Baldur ist ein stolzer Prinz. Natürlich isländisch. Ein starker Typ, bestechend in seiner Ausstrahlung. Und Kraft hat er! Er geht locker und freudig vorwärts, immer fleißig mitarbeitend und aufmerksam. Ein Ausritt mit Baldur macht einfach Spaß. Das war fast vier Jahre anders…
Bockig und verbissen kämpfte er ständig gegen die Reiterhand. Er wehrt sich gegen alle erdenklichen Sättel, die ausprobiert wurden, Zäumungen und Gebisse waren ihm regelrecht verhaßt. Er war total verspannt und immer wieder ging er lahm. Mal vorne, mal hinten, mal links, mal rechts… fast vier Jahre lang. Man konnte keine Ursache finden – kurzum: wenn er überhaupt mal reitbar war, dann machte es keinen Spaß.
Im Juni 2006 lernte ich Baldur kennen. Er lebt in der Herde unter optimalen Bedingungen. An der Haltung oder schlechtem Futter konnte es nicht liegen. Seine Besitzerin überforderte ihn nicht. Mir fiel eine Erhöhung der Nierenpartie auf. Diese Achse war blockiert und wurde über bestimmte Akupunkturpunkte geöffnet. Sein Brustbein war nach rechts verschoben und gab ihm sicherlich ein schlechtes Gefühl beim Laufen. Baldur war sehr unbequem zu sitzen. Seine linke Schulter und die linke Griffelbeinnarbe war blockiert. Der Widerriss-Bereich war blockiert und wurde akupunktiert. Eine homöopathische Injektionslösung wurde empfohlen, dazu eine Entgiftungskur mit Juniperus und Lymphdiaral, die über Bio-Resonanzen eingeleitet wurde. Als ich im Juli 2006 wieder kam, war der Behandlungserfolg nicht sehr groß, jedoch muss man bedenken, dass Baldur gute vier Jahre nicht mehr gesund war. Solche unerklärlichen Kranken lassen an Herpes denken und tatsächlich testete die Herpesnosode positiv. Wieder ein verkappter Herpesfall? Die Entgiftungskur war noch im Gange, ich behandelte ihn gegen seine Herpesprobleme, mit dem Hinweis, dass es eine Erstverschlimmerung geben kann. Und die kam postwendend. Nach wenigen Tagen war die Hinterhand angeschwollen. Er kam in die Klinik aber es wurden keine Ursachen gefunden. Er wurde klassisch behandelt aber ratlos wieder mit nach Hause genommen.
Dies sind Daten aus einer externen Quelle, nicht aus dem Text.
use proptest::prelude::*;
use windgen_sizing::*;

fn scig_design() -> impl Strategy<Value = DesignVector> {
    (
        0.2..1.0f64,
        0.4..2.0f64,
        0.04..0.1f64,
        0.04..0.1f64,
        5.0..200.0f64,
        1.0..2.0f64,
        500.0..2000.0f64,
    )
        .prop_map(|(r_s, l_s, h_s, h_r, i_0, b_y, speed)| {
            ScigDesign::new(
                r_s,
                l_s,
                h_s,
                h_r,
                i_0,
                b_y,
                RatedConditions::new(5e6, speed, 0.955),
            )
            .into()
        })
}

fn dfig_design() -> impl Strategy<Value = DesignVector> {
    (
        0.2..1.0f64,
        0.4..2.0f64,
        0.04..0.1f64,
        0.04..0.1f64,
        -0.3..-0.002f64,
        1.0..2.0f64,
        5.0..100.0f64,
        500.0..2000.0f64,
    )
        .prop_map(|(r_s, l_s, h_s, h_r, slip, b_y, i_f, speed)| {
            DfigDesign::new(
                r_s,
                l_s,
                h_s,
                h_r,
                slip,
                b_y,
                i_f,
                RatedConditions::new(5e6, speed, 0.955),
            )
            .into()
        })
}

fn check_result(design: &DesignVector) -> Result<(), TestCaseError> {
    let speed = design.rated().rated_speed;
    match evaluate(
        design,
        &MaterialProperties::default(),
        &PhysicalConstants::default(),
    ) {
        Ok(r) => {
            prop_assert_eq!(r.machine_type, design.machine_type());
            prop_assert_eq!(r.frequency, speed * 3.0 / 60.0);
            prop_assert!(r.efficiency.is_finite());
            prop_assert!(r.phase_voltage.is_finite());
            prop_assert!(r.stator_current.is_finite() && r.rotor_current.is_finite());
            prop_assert!(r.losses.total.is_finite());
            prop_assert!(r.inertia.iter().all(|i| i.is_finite()));

            let m = &r.masses;
            prop_assert!((m.active - (m.copper + m.iron)).abs() <= 1e-9 * m.active.abs());
            prop_assert!((m.total - (m.active + m.structural)).abs() <= 1e-9 * m.total.abs());
            prop_assert_eq!(r.overall_efficiency, r.efficiency * 0.955);
            if check(&r, &ConstraintLimits::default()).feasible() {
                prop_assert!(0.0 < r.efficiency && r.efficiency < 100.0);
            }
        }
        Err(e) => prop_assert!(e.is_infeasible_candidate(), "unexpected error: {}", e),
    }
    Ok(())
}

proptest! {
    #[test]
    fn scig_results_are_finite_or_rejected(design in scig_design()) {
        check_result(&design)?;
    }

    #[test]
    fn dfig_results_are_finite_or_rejected(design in dfig_design()) {
        check_result(&design)?;
    }

    #[test]
    fn evaluation_is_deterministic(design in scig_design()) {
        let materials = MaterialProperties::default();
        let constants = PhysicalConstants::default();
        let first = evaluate(&design, &materials, &constants);
        let second = evaluate(&design, &materials, &constants);
        match (first, second) {
            (Ok(a), Ok(b)) => prop_assert_eq!(a, b),
            (Err(a), Err(b)) => prop_assert_eq!(a.to_string(), b.to_string()),
            _ => prop_assert!(false, "evaluation is not deterministic"),
        }
    }

    #[test]
    fn positive_slip_is_rejected(slip in 0.0..0.5f64) {
        let design: DesignVector = DfigDesign::new(
            0.65,
            0.6,
            0.1,
            0.065,
            slip,
            1.3,
            32.0,
            RatedConditions::new(5e6, 1200.0, 0.955),
        )
        .into();
        let rejected = matches!(
            evaluate(&design, &MaterialProperties::default(), &PhysicalConstants::default()),
            Err(GeneratorError::Domain { quantity: "slip", .. })
        );
        prop_assert!(rejected);
    }

    #[test]
    fn costs_scale_with_mass(design in scig_design(), factor in 1.0..10.0f64) {
        let costs = CostCoefficients::default();
        if let Ok(r) = evaluate(&design, &MaterialProperties::default(), &PhysicalConstants::default()) {
            let mut scaled = r.masses;
            scaled.copper *= factor;
            scaled.iron *= factor;
            scaled.structural *= factor;
            let base = cost_of(&r.masses, &costs);
            let more = cost_of(&scaled, &costs);
            if let (Ok(base), Ok(more)) = (base, more) {
                prop_assert!(more >= base);
            }
        }
    }
}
Es wurde vereinbart, ihn nach 14 Tagen am geschwollenen Ringband zu operieren. Wenige Tage später war die Schwellung weg. In der Klinik konnte man sich das Phänomen nicht erklären, die OP konnte abgesagt werden, aber der Tierarzt blieb ohne Diagnose und erklärte, so etwas habe er noch nie erlebt.
Baldur wurde danach langsam angeritten. Er veränderte sein Verhalten: Er lässt sich weich sitzen, geht gehorsam an den Zügeln, kann endlich taktklaren Tölt. Seitdem hat er nie mehr gelahmt, hatte nie mehr dicke Beine. Er wird auf Wassertrense geritten und läuft locker und zufrieden. Was war eigentlich passiert? Über die Entgiftungskur wurde der Körper stark gefordert, die Lymphe schaffte viele Abfallstoffe heraus. Hinten links waren die Lymphe zwar überfordert, und das Bein schwoll durch die Stoffwechselschlacken an. Dazu kam noch die Herpesnosode, die den Körper noch mal forderte. Diese Behandlung ist notwendig hat aber häufig eine Erstverschlimmerung zur Folge. Doch ein 12-jähriger Isländer kann sich solch einer Belastung stellen. Die Toxine sind nun aus dem Körper heraus, so dass die Beine nicht mehr anschwellen und keine Lahmheit mehr auftritt. Mit Engystol und Natrium-Chloratum wird Baldur ab und an unterstützt und seine Besitzerin schaut nicht mehr ängstlich zu ihm hin und fragt ihre Reitfreundinnen: „Lahmt er?“ Baldur ist gesund geworden durch Anreizung seiner körpereigenen Abwehrkräfte. Das vierjährige Leiden ist endgültig vorbei.